Work required:
The required output is all lines below that contain the word "async".

:: Entries shown ::

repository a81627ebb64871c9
use axum::{
    body::Body,
    extract::Request,
    http::HeaderValue,
    middleware::Next,
    response::Response,
};
use uuid::Uuid;

/// HTTP header carrying the request ID
pub const REQUEST_ID_HEADER: &str = "x-request-id";

/// Request ID stored in request extensions
#[derive(Clone, Debug)]
pub struct RequestId(pub Uuid);

impl RequestId {
    /// Creates a new random request ID
    pub fn new() -> Self {
        Self(Uuid::new_v4())
    }
}

impl Default for RequestId {
    fn default() -> Self {
        Self::new()
    }
}

impl std::fmt::Display for RequestId {
    fn fmt(&self, f: &mut std::fmt::Formatter<'_>) -> std::fmt::Result {
        write!(f, "{}", self.0)
    }
}

/// Reads a well-formed request ID from the incoming headers
fn incoming_id(request: &Request) -> Option<RequestId> {
    request
        .headers()
        .get(REQUEST_ID_HEADER)
        .and_then(|value| value.to_str().ok())
        .and_then(|value| Uuid::parse_str(value).ok())
        .map(RequestId)
}

/// Attaches a request ID to the request and echoes it in the response
///
/// An incoming `x-request-id` header is reused when it parses as a UUID;
/// anything else gets a fresh one.
pub async fn request_id_middleware(mut request: Request, next: Next) -> Response {
    let request_id = incoming_id(&request).unwrap_or_default();
    request.extensions_mut().insert(request_id.clone());

    let mut response = next.run(request).await;

    if let Ok(value) = HeaderValue::from_str(&request_id.to_string()) {
        response.headers_mut().insert(REQUEST_ID_HEADER, value);
    }

    response
}

/// Tracing span for one HTTP request, tagged with its ID
pub fn make_span_with_request_id(request: &Request<Body>) -> tracing::Span {
    let request_id = request
        .extensions()
        .get::<RequestId>()
        .map(|id| id.to_string())
        .unwrap_or_else(|| "unknown".to_string());

    tracing::info_span!(
        "http_request",
        method = %request.method(),
        uri = %request.uri(),
        request_id = %request_id,
    )
}
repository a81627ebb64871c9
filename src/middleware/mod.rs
pub mod request_id;
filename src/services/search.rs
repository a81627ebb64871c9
use std::sync::Arc;

use serde::Serialize;

use crate::{
    error::{AppError, AppResult},
    models::{to_display_list, DisplayItem, MediaKind},
    services::providers::{LlmProvider, MetadataProvider},
};

/// How a query was routed
#[derive(Debug, Clone, Copy, PartialEq, Eq, Serialize)]
#[serde(rename_all = "lowercase")]
pub enum SearchMode {
    Title,
    Mood,
}

/// A search result set, tagged with the mode that produced it
#[derive(Debug, Serialize)]
pub struct SearchOutcome {
    pub mode: SearchMode,
    pub results: Vec<DisplayItem>,
}

/// Classifies a query as mood-flavored or title-flavored
///
/// A query containing "feel" or "like" (case-insensitive, substring) is
/// treated as a mood description. Deliberately simple; titles like
/// "Life of Pi" do trip it, and callers get the mode back so clients can
/// tell which path ran.
pub fn classify_query(query: &str) -> SearchMode {
    let lowered = query.to_lowercase();
    if lowered.contains("feel") || lowered.contains("like") {
        SearchMode::Mood
    } else {
        SearchMode::Title
    }
}

/// Dispatches a search query to the title or mood path
pub async fn handle_search(
    metadata: Arc<dyn MetadataProvider>,
    llm: Arc<dyn LlmProvider>,
    query: &str,
) -> AppResult<SearchOutcome> {
    let query = query.trim();
    if query.is_empty() {
        return Err(AppError::InvalidInput(
            "Search query cannot be empty".to_string(),
        ));
    }

    match classify_query(query) {
        SearchMode::Title => search_by_title(metadata, query).await,
        SearchMode::Mood => Ok(search_by_mood(metadata, llm, query).await),
    }
}

/// One multi-type search, normalized; non-title records are dropped
async fn search_by_title(
    metadata: Arc<dyn MetadataProvider>,
    query: &str,
) -> AppResult<SearchOutcome> {
    let items = metadata.search_multi(query).await?;

    Ok(SearchOutcome {
        mode: SearchMode::Title,
        results: to_display_list(items, MediaKind::Movie),
    })
}

/// Mood path: the model suggests titles, each is looked up as a movie
///
/// Lookups run sequentially in suggestion order. A suggestion with no
/// match is skipped, as is one whose lookup fails; a failed or malformed
/// suggestion round yields an empty result set. This path never errors.
async fn search_by_mood(
    metadata: Arc<dyn MetadataProvider>,
    llm: Arc<dyn LlmProvider>,
    query: &str,
) -> SearchOutcome {
    let titles = match llm.suggest_titles(query).await {
        Ok(titles) => titles,
        Err(e) => {
            tracing::warn!(error = %e, query = %query, "Title suggestions unavailable");
            Vec::new()
        }
    };

    let mut results = Vec::new();
    for title in &titles {
        match metadata.search_movies(title).await {
            Ok(items) => match items.into_iter().next() {
                Some(first) => {
                    if let Some(display) = first.into_display(MediaKind::Movie) {
                        results.push(display);
                    }
                }
                None => {
                    tracing::debug!(title = %title, "No match for suggested title");
                }
            },
            Err(e) => {
                tracing::warn!(error = %e, title = %title, "Suggested title lookup failed");
            }
        }
    }

    SearchOutcome {
        mode: SearchMode::Mood,
        results,
    }
}

#[cfg(test)]
mod tests {
    use super::*;
    use crate::models::ApiListItem;
    use crate::services::providers::{MockLlmProvider, MockMetadataProvider};

    fn raw_item(id: u64, title: &str) -> ApiListItem {
        ApiListItem {
            id,
            title: Some(title.to_string()),
            name: None,
            poster_path: None,
            media_type: None,
        }
    }

    #[test]
    fn test_classify_title_queries() {
        assert_eq!(classify_query("Inception"), SearchMode::Title);
        assert_eq!(classify_query("The Godfather"), SearchMode::Title);
    }

    #[test]
    fn test_classify_mood_queries() {
        assert_eq!(classify_query("I feel adventurous"), SearchMode::Mood);
        assert_eq!(
            classify_query("something like a thriller"),
            SearchMode::Mood
        );
        assert_eq!(classify_query("FEELING LUCKY"), SearchMode::Mood);
    }

    #[test]
    fn test_classify_substring_false_positive() {
        // Known quirk of the heuristic: title words containing the
        // triggers still route to the mood path.
        assert_eq!(classify_query("Life of Pi, I like it"), SearchMode::Mood);
    }

    #[tokio::test]
    async fn test_empty_query_is_invalid() {
        let metadata = MockMetadataProvider::new();
        let llm = MockLlmProvider::new();

        let result = handle_search(Arc::new(metadata), Arc::new(llm), "   ").await;
        assert!(matches!(result, Err(AppError::InvalidInput(_))));
    }

    #[tokio::test]
    async fn test_title_path_uses_multi_search() {
        let mut metadata = MockMetadataProvider::new();
        metadata
            .expect_search_multi()
            .withf(|query| query == "Inception")
            .times(1)
            .returning(|_| {
                Ok(vec![
                    ApiListItem {
                        media_type: Some("movie".to_string()),
                        ..raw_item(27205, "Inception")
                    },
                    ApiListItem {
                        media_type: Some("person".to_string()),
                        ..raw_item(525, "Christopher Nolan")
                    },
                ])
            });

        let llm = MockLlmProvider::new();
        let outcome = handle_search(Arc::new(metadata), Arc::new(llm), "Inception")
            .await
            .unwrap();

        assert_eq!(outcome.mode, SearchMode::Title);
        assert_eq!(outcome.results.len(), 1);
        assert_eq!(outcome.results[0].title, "Inception");
    }

    #[tokio::test]
    async fn test_mood_path_keeps_first_match_and_skips_misses() {
        let mut llm = MockLlmProvider::new();
        llm.expect_suggest_titles()
            .withf(|feeling| feeling == "I feel excited")
            .times(1)
            .returning(|_| {
                Ok(vec![
                    "Mad Max".to_string(),
                    "Unknown Film".to_string(),
                    "Flaky Film".to_string(),
                ])
            });

        let mut metadata = MockMetadataProvider::new();
        metadata
            .expect_search_movies()
            .withf(|title| title == "Mad Max")
            .times(1)
            .returning(|_| Ok(vec![raw_item(76341, "Mad Max: Fury Road"), raw_item(9659, "Mad Max")]));
        metadata
            .expect_search_movies()
            .withf(|title| title == "Unknown Film")
            .times(1)
            .returning(|_| Ok(vec![]));
        metadata
            .expect_search_movies()
            .withf(|title| title == "Flaky Film")
            .times(1)
            .returning(|_| Err(AppError::ExternalApi("lookup failed".to_string())));

        let outcome = handle_search(Arc::new(metadata), Arc::new(llm), "I feel excited")
            .await
            .unwrap();

        assert_eq!(outcome.mode, SearchMode::Mood);
        assert_eq!(outcome.results.len(), 1);
        assert_eq!(outcome.results[0].title, "Mad Max: Fury Road");
    }

    #[tokio::test]
    async fn test_mood_path_absorbs_suggestion_failure() {
        let mut llm = MockLlmProvider::new();
        llm.expect_suggest_titles()
            .times(1)
            .returning(|_| Err(AppError::ExternalApi("llm down".to_string())));

        let metadata = MockMetadataProvider::new();
        let outcome = handle_search(Arc::new(metadata), Arc::new(llm), "I feel sad")
            .await
            .unwrap();

        assert_eq!(outcome.mode, SearchMode::Mood);
        assert!(outcome.results.is_empty());
    }
}
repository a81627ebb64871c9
use std::sync::Arc;

use tracing_subscriber::EnvFilter;

use cinemood_api::{
    config::Config,
    credentials::Credentials,
    routes::{create_router, AppState},
    services::providers::{openai::OpenAiProvider, tmdb::TmdbProvider},
};

#[tokio::main]
async fn main() -> anyhow::Result<()> {
    init_tracing();

    let config = Config::from_env()?;
    let credentials = Arc::new(Credentials::from_config(&config)?);

    // Warm the key cache; a failure here is retried on first use
    if let Err(e) = credentials.get().await {
        tracing::warn!(error = %e, "API keys not available yet");
    }

    let metadata = Arc::new(TmdbProvider::new(
        credentials.clone(),
        config.tmdb_api_url.clone(),
    ));
    let llm = Arc::new(OpenAiProvider::new(
        credentials.clone(),
        config.openai_api_url.clone(),
        config.openai_model.clone(),
    ));

    let state = AppState::new(metadata, llm);
    let app = create_router(state);

    let addr = format!("{}:{}", config.host, config.port);
    let listener = tokio::net::TcpListener::bind(&addr).await?;
    tracing::info!(addr = %addr, "Server listening");
    axum::serve(listener, app).await?;

    Ok(())
}

fn init_tracing() {
    let filter = EnvFilter::try_from_default_env().unwrap_or_else(|_| EnvFilter::new("info"));
    tracing_subscriber::fmt().with_env_filter(filter).init();
}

:::

Answer to the problem:
pub async fn request_id_middleware(mut request: Request, next: Next) -> Response {
pub async fn handle_search(
async fn search_by_title(
async fn search_by_mood(
    async fn test_empty_query_is_invalid() {
    async fn test_title_path_uses_multi_search() {
    async fn test_mood_path_keeps_first_match_and_skips_misses() {
    async fn test_mood_path_absorbs_suggestion_failure() {
async fn main() -> anyhow::Result<()> {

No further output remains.